PS TEXT FORMAT Reference Manual
Introduction to TFORM
11387 Tandem Computers Incorporated 3–99
How to Use the MACRO Construct
You call a macro by using the name in a macro invocation command
(described elsewhere in this section).
You can also change the structure of a macro within your document by
appending lines to it, and you can delete the macro (usually to make way
for another macro with the same name) during document processing.

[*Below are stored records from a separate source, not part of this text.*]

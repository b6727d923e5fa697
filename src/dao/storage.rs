use std::error::Error;
use thiserror::Error;

/// Result alias for storage operations.
pub type StorageResult<T> = Result<T, StorageError>;

/// Error raised by storage backends, tagged with the backend that failed so
/// health reports and logs can say which store went away.
#[derive(Debug, Error)]
pub enum StorageError {
    #[error("{backend} store unavailable: {message}")]
    Unavailable {
        backend: &'static str,
        message: String,
        #[source]
        source: Box<dyn Error + Send + Sync>,
    },
}

impl StorageError {
    /// Construct an unavailable error from a backend failure.
    pub fn unavailable(
        backend: &'static str,
        message: String,
        source: impl Error + Send + Sync + 'static,
    ) -> Self {
        StorageError::Unavailable {
            backend,
            message,
            source: Box::new(source),
        }
    }

    /// Name of the backend that raised the error.
    pub fn backend(&self) -> &'static str {
        match self {
            StorageError::Unavailable { backend, .. } => backend,
        }
    }
}

#[cfg(test)]
mod tests {
    use super::*;

    #[test]
    fn unavailable_names_the_failing_backend() {
        let err = StorageError::unavailable(
            "mongodb",
            "ping failed".into(),
            std::io::Error::other("boom"),
        );
        assert_eq!(err.backend(), "mongodb");
        assert_eq!(err.to_string(), "mongodb store unavailable: ping failed");
    }
}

The different commands of the MACRO construct are described in the
following paragraphs.
MACRO
macro-name
BEGIN
This command defines a macro with that given name. The text and
commands that follow, up to and including the associated
ENDMACRO command, constitute the body of the macro. You must
enter the MACRO BEGIN command by itself on an input line.
The
macro-name
must be different from other names of TFORM-
supplied macros, macros you define, and all command names. You can
abbreviate a
macro-name
, but this name must remain unique within
its first three characters. If the
macro-name
is not unique, TFORM
issues an error message and ignores the macro.
MACRO
macro-name
BEGIN LOCAL
The keyword LOCAL in a MACRO BEGIN command specifies that all
of the variable names following it on a command line represent entities
that are local to the scope of the macro. The scope of a macro begins
with the MACRO BEGIN command and ends with the ENDMACRO
command, and it includes the scopes of any other macros that the
current macro might invoke. In other words, the macro (and any macro
it invokes) has access to local copies of the specified variables, and it
can alter their values without affecting any variables that might have
the same names elsewhere in the document. Variables not modified
with the keyword LOCAL have a global scope, and if the macro
changes them, they are changed wherever they appear.